Searching simply involves giving it the data we want, getting the index back from the hash, and then accessing the object at the array element.
In other words, the idea of hashing is to distribute the entries (key/value pairs) across an array of buckets. Given a key, the algorithm computes an index that suggests where the entry can be found:
index = f(key, array_size)
Often this is done in two steps:
hash = hashfunc(key)
index = hash % array_size
Therefore, the strength of a hash table is that insertion, deletion, and searching is O(1) time.
- Space Average O(n)[1] Worst case O(n)
- Search Average O(1) Worst case O(n)
- Insert Average O(1) Worst case O(n)
- Delete Average O(1) Worst case O(n)
The reason why worst case is O(n) is because all of your objects may be hashed to the exact same bucket say at index 3. Essentially, you just have a list going on at index 3. Thus, this degrades to a standard list where in order to insert something, you traverse the list. In order to delete/search something, you traverse the list.
In other words, hash tables suffer from O(n) worst time complexity due to two reasons:
If too many elements were hashed into the same key: looking inside this key may take O(n) time.
load balance (load factor)
load = n / k,
n is number of entires OCCUPIED in the hash table. k is the number of buckets.
So in an array, if there are 13 buckets, and after inserting some entries, 8 buckets are occupied, then we have load balance of 8 / 13, or 61.5%.
Say we set a load balance of 80%. Once a hash table has passed its load balance - it has to rehash [create a new bigger table, and re-insert each element to the table].
In many situations, hash tables turn out to be on average more efficient than search trees or any other table lookup structure. For this reason, they are widely used in many kinds of computer software, particularly for associative arrays, database indexing, caches, and sets.

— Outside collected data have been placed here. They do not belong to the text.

//! Interactive Search Shell
//!
//! Prompt loop around the catalog: read a query, show its normalized form
//! and the matching records, repeat until the exit sentinel.

use crate::core::text_normalizer::{TextNormalizer, TokenSequence};
use crate::error::SearchResult;
use crate::library::{Catalog, Record, SearchField};
use crate::matcher::MatchEngine;
use std::io::{BufRead, Write};
use tracing::{debug, info};

/// Input that ends the loop
pub const EXIT_SENTINEL: &str = "x";

/// Shell behaviour switches
#[derive(Debug, Clone)]
pub struct ShellOptions {
    pub fields: Vec<SearchField>,
    pub ranked: bool,
    pub list_on_start: bool,
}

impl Default for ShellOptions {
    fn default() -> Self {
        Self {
            fields: vec![SearchField::Description],
            ranked: false,
            list_on_start: true,
        }
    }
}

/// Outcome of one query
#[derive(Debug, Clone)]
pub struct QueryOutcome<'a> {
    pub tokens: TokenSequence,
    /// Matching records, with a score when ranked
    pub results: Vec<(&'a Record, Option<f64>)>,
}

pub struct Shell {
    catalog: Catalog,
    normalizer: TextNormalizer,
    engine: MatchEngine,
    options: ShellOptions,
}

impl Shell {
    pub fn new(
        catalog: Catalog,
        normalizer: TextNormalizer,
        engine: MatchEngine,
        options: ShellOptions,
    ) -> Self {
        Self {
            catalog,
            normalizer,
            engine,
            options,
        }
    }

    /// Normalize `text` and search the catalog with it
    pub fn query(&self, text: &str) -> QueryOutcome<'_> {
        let tokens = self.normalizer.normalize(text);
        let results = if self.options.ranked {
            self.catalog
                .search_ranked(&tokens, &self.engine, &self.options.fields)
                .into_iter()
                .map(|(record, score)| (record, Some(score)))
                .collect()
        } else {
            self.catalog
                .search(&tokens, &self.engine, &self.options.fields)
                .into_iter()
                .map(|record| (record, None))
                .collect()
        };
        QueryOutcome { tokens, results }
    }

    /// Run the prompt loop until the sentinel or end of input
    pub fn run<R: BufRead, W: Write>(&self, mut reader: R, mut writer: W) -> SearchResult<()> {
        if self.options.list_on_start {
            self.list_all(&mut writer)?;
        }

        let mut line = String::new();
        loop {
            writeln!(writer, "Search media")?;
            write!(writer, "Enter search query: ")?;
            writer.flush()?;

            line.clear();
            if reader.read_line(&mut line)? == 0 {
                debug!("End of input");
                break;
            }
            let input = line.trim();
            if input == EXIT_SENTINEL {
                break;
            }

            let outcome = self.query(input);
            info!(
                "🔍 Query '{}' -> {:?} ({} results)",
                input,
                outcome.tokens,
                outcome.results.len()
            );
            self.print_outcome(&outcome, &mut writer)?;
        }

        Ok(())
    }

    /// Print every record with its 1-based position
    pub fn list_all<W: Write>(&self, writer: &mut W) -> SearchResult<()> {
        writeln!(writer, "All media objects:")?;
        for (index, record) in self.catalog.records().iter().enumerate() {
            write!(writer, "{}. ", index + 1)?;
            write_record(writer, record, "")?;
        }
        Ok(())
    }

    pub fn print_outcome<W: Write>(
        &self,
        outcome: &QueryOutcome<'_>,
        writer: &mut W,
    ) -> SearchResult<()> {
        writeln!(writer, "Transformed input:")?;
        writeln!(writer, "[{}]", outcome.tokens.join(", "))?;
        writeln!(writer, "Relevant media objects found:")?;
        writeln!(writer)?;
        for (record, score) in &outcome.results {
            if let Some(score) = score {
                writeln!(writer, "   Score: {:.2}", score)?;
            }
            write_record(writer, record, "   ")?;
        }
        Ok(())
    }
}

fn write_record<W: Write>(writer: &mut W, record: &Record, indent: &str) -> SearchResult<()> {
    writeln!(writer, "{}Title: {}", indent, record.title)?;
    writeln!(writer, "   Author: {}", record.author)?;
    writeln!(writer, "   Description: {}", record.description)?;
    writeln!(writer)?;
    Ok(())
}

However, we have to deal with collision. Collision is when two data inputs, after going through the hash algorithm function, will return you the same index. Thus, we have a collision at the element given by the index.
Hash collisions are practically unavoidable when hashing a random subset of a large set of possible keys. For example, if 2,450 keys are hashed into a million buckets, even with a perfectly uniform random distribution, according to the birthday problem there is approximately a 95% chance of at least two of the keys being hashed to the same slot.
Therefore, almost all hash table implementations have some collision resolution strategy to handle such events.
In the method known as separate chaining, each bucket is independent, and has some sort of list of entries with the same index. The time for hash table operations is the time to find the bucket (which is constant) plus the time for the list operation.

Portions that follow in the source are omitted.